Work to complete » If a line in the data below contains the word "const", copy it out.

Given entries »
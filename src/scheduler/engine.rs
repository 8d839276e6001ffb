//! Scheduler engine: CRUD over the live job set and the polling tick loop.
//!
//! The engine is responsible for:
//! - Creating, updating, removing, and listing jobs (persisted per mutation)
//! - Collecting due jobs each tick and executing them concurrently
//! - The per-job single-flight lease: a running job cannot start again
//! - Recomputing `nextRunAtMs` from each run's completion instant
//! - Startup recovery after a crash or restart of arbitrary duration
//! - Event emission for every committed mutation and realised run

use std::collections::{HashMap, HashSet};
use std::sync::Arc;
use std::time::Duration;

use thiserror::Error;
use tokio::sync::Mutex;
use tokio::task::JoinHandle;
use tokio_util::sync::CancellationToken;
use tracing::{debug, info, warn};

use crate::core::clock::{Clock, SystemClock};
use crate::core::job::{Job, JobDraft, JobPatch, JobState, PayloadError, Schedule};
use crate::core::schedule::{self, ScheduleError};
use crate::core::types::{JobId, RunId, RunStatus};
use crate::events::{CronEvent, EventBus};
use crate::executor::{ExecutionReport, JobExecutor};
use crate::storage::{JobStore, RunLog, RunRecord, StoreError};

const DEFAULT_TICK_INTERVAL: Duration = Duration::from_secs(1);
const DEFAULT_SHUTDOWN_GRACE: Duration = Duration::from_secs(10);
const DRAIN_POLL_INTERVAL: Duration = Duration::from_millis(10);

/// Errors surfaced by the scheduler API.
#[derive(Debug, Error)]
pub enum SchedulerError {
    /// Mutation or run of an unknown job id.
    #[error("job not found: {0}")]
    JobNotFound(JobId),

    /// Manual run collided with an in-flight execution of the same job.
    #[error("job is already running: {0}")]
    JobBusy(JobId),

    /// The schedule failed validation or calculation.
    #[error("invalid schedule: {0}")]
    InvalidSchedule(#[from] ScheduleError),

    /// The payload failed validation.
    #[error("invalid payload: {0}")]
    InvalidPayload(#[from] PayloadError),

    /// Persistence failed; the in-memory mutation was rolled back.
    #[error("store error: {0}")]
    Store(#[from] StoreError),
}

/// Point-in-time summary of the scheduler.
#[derive(Debug, Clone, PartialEq)]
pub struct SchedulerStatus {
    pub jobs: usize,
    pub enabled: usize,
    pub in_flight: usize,
    pub next_wake_at_ms: Option<i64>,
}

/// Shared state reachable from spawned executions.
struct SchedulerCore {
    clock: Arc<dyn Clock>,
    store: Arc<dyn JobStore>,
    executor: Arc<JobExecutor>,
    event_bus: Arc<EventBus>,
    run_log: Option<RunLog>,
    jobs: Mutex<HashMap<JobId, Job>>,
    in_flight: Mutex<HashSet<JobId>>,
}

/// The scheduler service. One instance owns one store file.
pub struct CronScheduler {
    core: Arc<SchedulerCore>,
    tick_interval: Duration,
    shutdown_grace: Duration,
    shutdown: CancellationToken,
    loop_handle: Mutex<Option<JoinHandle<()>>>,
}
//! Atomic JSON file store.
//!
//! Save protocol: write the snapshot to a uniquely named sibling temp
//! file, copy the current file to `<file>.bak`, then rename the temp file
//! over the live path. The backup is for operator recovery only; the
//! store never reads it.

use std::io;
use std::path::{Path, PathBuf};

use async_trait::async_trait;
use tracing::debug;
use uuid::Uuid;

use super::{JobStore, StoreDocument, StoreError, STORE_VERSION};
use crate::core::job::Job;

/// JSON file store for the job set.
pub struct FileStore {
    path: PathBuf,
}

impl FileStore {
    /// Create a store backed by the given file path.
    pub fn new(path: impl Into<PathBuf>) -> Self {
        Self { path: path.into() }
    }

    /// Default store location: `<home>/.mozi/cron/jobs.json`.
    pub fn default_path() -> PathBuf {
        std::env::var_os("HOME")
            .map(PathBuf::from)
            .unwrap_or_else(|| PathBuf::from("."))
            .join(".mozi")
            .join("cron")
            .join("jobs.json")
    }

    /// The live file path.
    pub fn path(&self) -> &Path {
        &self.path
    }

    fn file_name(&self) -> String {
        self.path
            .file_name()
            .map(|n| n.to_string_lossy().into_owned())
            .unwrap_or_else(|| "jobs.json".to_string())
    }

    fn backup_path(&self) -> PathBuf {
        self.path.with_file_name(format!("{}.bak", self.file_name()))
    }

    fn temp_path(&self) -> PathBuf {
        self.path.with_file_name(format!(
            "{}.tmp-{}",
            self.file_name(),
            Uuid::new_v4().simple()
        ))
    }
}

#[async_trait]
impl JobStore for FileStore {
    async fn load(&self) -> Result<Vec<Job>, StoreError> {
        let content = match tokio::fs::read_to_string(&self.path).await {
            Ok(content) => content,
            Err(e) if e.kind() == io::ErrorKind::NotFound => {
                debug!(path = %self.path.display(), "No store file yet, starting empty");
                return Ok(Vec::new());
            }
            Err(e) => return Err(e.into()),
        };

        let document: StoreDocument =
            serde_json::from_str(&content).map_err(|e| StoreError::Corrupt(e.to_string()))?;
        if document.version != STORE_VERSION {
            return Err(StoreError::Corrupt(format!(
                "unsupported store version: {}",
                document.version
            )));
        }
        Ok(document.jobs)
    }

    async fn save(&self, jobs: &[Job]) -> Result<(), StoreError> {
        let document = StoreDocument {
            version: STORE_VERSION,
            jobs: jobs.to_vec(),
        };
        let content = serde_json::to_string_pretty(&document)?;

        if let Some(parent) = self.path.parent() {
            if !parent.as_os_str().is_empty() {
                tokio::fs::create_dir_all(parent).await?;
            }
        }

        let temp = self.temp_path();
        let result = async {
            tokio::fs::write(&temp, content.as_bytes()).await?;
            if tokio::fs::try_exists(&self.path).await? {
                tokio::fs::copy(&self.path, self.backup_path()).await?;
            }
            tokio::fs::rename(&temp, &self.path).await?;
            Ok(())
        }
        .await;

        if result.is_err() {
            let _ = tokio::fs::remove_file(&temp).await;
        }
        result
    }
}
//! Channel contract and registry.
//!
//! Channel adapters (DingTalk, Feishu, QQ, WeCom, and the embedded web
//! chat) live outside this crate; they implement [`Channel`] and are
//! registered at process start. The registry treats channels as opaque:
//! a send failure is reported in the receipt, never raised.

use std::collections::HashMap;
use std::fmt;
use std::str::FromStr;
use std::sync::Arc;

use async_trait::async_trait;
use serde::{Deserialize, Deserializer, Serialize, Serializer};
use thiserror::Error;
use tokio::sync::RwLock;
use tracing::info;

/// The closed set of recognised channel ids.
#[derive(Debug, Clone, Copy, PartialEq, Eq, Hash, Serialize, Deserialize)]
#[serde(rename_all = "lowercase")]
pub enum ChannelId {
    Dingtalk,
    Feishu,
    Qq,
    Wecom,
    Webchat,
}

impl ChannelId {
    pub const ALL: [ChannelId; 5] = [
        ChannelId::Dingtalk,
        ChannelId::Feishu,
        ChannelId::Qq,
        ChannelId::Wecom,
        ChannelId::Webchat,
    ];

    pub fn as_str(&self) -> &'static str {
        match self {
            ChannelId::Dingtalk => "dingtalk",
            ChannelId::Feishu => "feishu",
            ChannelId::Qq => "qq",
            ChannelId::Wecom => "wecom",
            ChannelId::Webchat => "webchat",
        }
    }
}

impl fmt::Display for ChannelId {
    fn fmt(&self, f: &mut fmt::Formatter<'_>) -> fmt::Result {
        f.write_str(self.as_str())
    }
}

/// Error for a string that names no recognised channel.
#[derive(Debug, Clone, PartialEq, Eq, Error)]
#[error("unknown channel: {0}")]
pub struct UnknownChannel(pub String);

impl FromStr for ChannelId {
    type Err = UnknownChannel;

    fn from_str(s: &str) -> Result<Self, Self::Err> {
        match s {
            "dingtalk" => Ok(ChannelId::Dingtalk),
            "feishu" => Ok(ChannelId::Feishu),
            "qq" => Ok(ChannelId::Qq),
            "wecom" => Ok(ChannelId::Wecom),
            "webchat" => Ok(ChannelId::Webchat),
            other => Err(UnknownChannel(other.to_string())),
        }
    }
}

/// A channel reference in a job payload: either a concrete id or the
/// `last` sentinel, which the executor resolves to the configured default.
#[derive(Debug, Clone, Copy, PartialEq, Eq)]
pub enum ChannelSelector {
    Id(ChannelId),
    Last,
}

impl ChannelSelector {
    pub fn as_str(&self) -> &'static str {
        match self {
            ChannelSelector::Id(id) => id.as_str(),
            ChannelSelector::Last => "last",
        }
    }

    /// Resolve `last` against the configured default.
    pub fn resolve(self, default: Option<ChannelId>) -> Option<ChannelId> {
        match self {
            ChannelSelector::Id(id) => Some(id),
            ChannelSelector::Last => default,
        }
    }
}

impl From<ChannelId> for ChannelSelector {
    fn from(id: ChannelId) -> Self {
        ChannelSelector::Id(id)
    }
}

impl fmt::Display for ChannelSelector {
    fn fmt(&self, f: &mut fmt::Formatter<'_>) -> fmt::Result {
        f.write_str(self.as_str())
    }
}

impl FromStr for ChannelSelector {
    type Err = UnknownChannel;

    fn from_str(s: &str) -> Result<Self, Self::Err> {
        if s == "last" {
            Ok(ChannelSelector::Last)
        } else {
            s.parse::<ChannelId>().map(ChannelSelector::Id)
        }
    }
}

impl Serialize for ChannelSelector {
    fn serialize<S: Serializer>(&self, serializer: S) -> Result<S::Ok, S::Error> {
        serializer.serialize_str(self.as_str())
    }
}

impl<'de> Deserialize<'de> for ChannelSelector {
    fn deserialize<D: Deserializer<'de>>(deserializer: D) -> Result<Self, D::Error> {
        let raw = String::deserialize(deserializer)?;
        raw.parse().map_err(serde::de::Error::custom)
    }
}

/// An outbound message handed to a channel adapter.
#[derive(Debug, Clone, PartialEq)]
pub struct ChannelMessage {
    pub chat_id: String,
    pub content: String,
    pub reply_to_id: Option<String>,
    pub media_urls: Vec<String>,
}

impl ChannelMessage {
    /// Plain text message to a chat.
    pub fn text(chat_id: impl Into<String>, content: impl Into<String>) -> Self {
        Self {
            chat_id: chat_id.into(),
            content: content.into(),
            reply_to_id: None,
            media_urls: Vec::new(),
        }
    }
}

/// What a channel reports back for one send attempt.
#[derive(Debug, Clone, Default, PartialEq)]
pub struct SendReceipt {
    pub success: bool,
    pub message_id: Option<String>,
    pub error: Option<String>,
}

impl SendReceipt {
    pub fn delivered(message_id: impl Into<String>) -> Self {
        Self {
            success: true,
            message_id: Some(message_id.into()),
            error: None,
        }
    }

    pub fn failed(error: impl Into<String>) -> Self {
        Self {
            success: false,
            message_id: None,
            error: Some(error.into()),
        }
    }
}

/// A registered IM channel. Implementations handle the platform wire
/// protocol and use interior mutability for any connection state.
#[async_trait]
pub trait Channel: Send + Sync {
    /// Which of the recognised channel ids this adapter serves.
    fn id(&self) -> ChannelId;

    /// Whether the channel is currently able to send.
    fn is_available(&self) -> bool {
        true
    }

    /// Send one message. Failures are reported in the receipt.
    async fn send_message(&self, message: ChannelMessage) -> SendReceipt;
}

/// Lookup of channel handlers by id.
pub struct ChannelRegistry {
    channels: RwLock<HashMap<ChannelId, Arc<dyn Channel>>>,
}

impl ChannelRegistry {
    /// Create an empty registry.
    pub fn new() -> Self {
        Self {
            channels: RwLock::new(HashMap::new()),
        }
    }

    /// Register a channel. Replaces any existing channel with the same id.
    pub async fn register(&self, channel: Arc<dyn Channel>) {
        let id = channel.id();
        info!(channel = %id, "Registering channel");
        self.channels.write().await.insert(id, channel);
    }

    /// Unregister a channel by id.
    pub async fn unregister(&self, id: ChannelId) -> bool {
        self.channels.write().await.remove(&id).is_some()
    }

    /// Look up a channel by id.
    pub async fn get(&self, id: ChannelId) -> Option<Arc<dyn Channel>> {
        self.channels.read().await.get(&id).cloned()
    }

    /// Whether a channel is registered and reports itself available.
    pub async fn is_available(&self, id: ChannelId) -> bool {
        self.channels
            .read()
            .await
            .get(&id)
            .is_some_and(|ch| ch.is_available())
    }

    /// All registered channels.
    pub async fn list(&self) -> Vec<Arc<dyn Channel>> {
        self.channels.read().await.values().cloned().collect()
    }
}

impl Default for ChannelRegistry {
    fn default() -> Self {
        Self::new()
    }
}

Result for this task »
const DEFAULT_TICK_INTERVAL: Duration = Duration::from_secs(1);
const DEFAULT_SHUTDOWN_GRACE: Duration = Duration::from_secs(10);
const DRAIN_POLL_INTERVAL: Duration = Duration::from_millis(10);
    pub const ALL: [ChannelId; 5] = [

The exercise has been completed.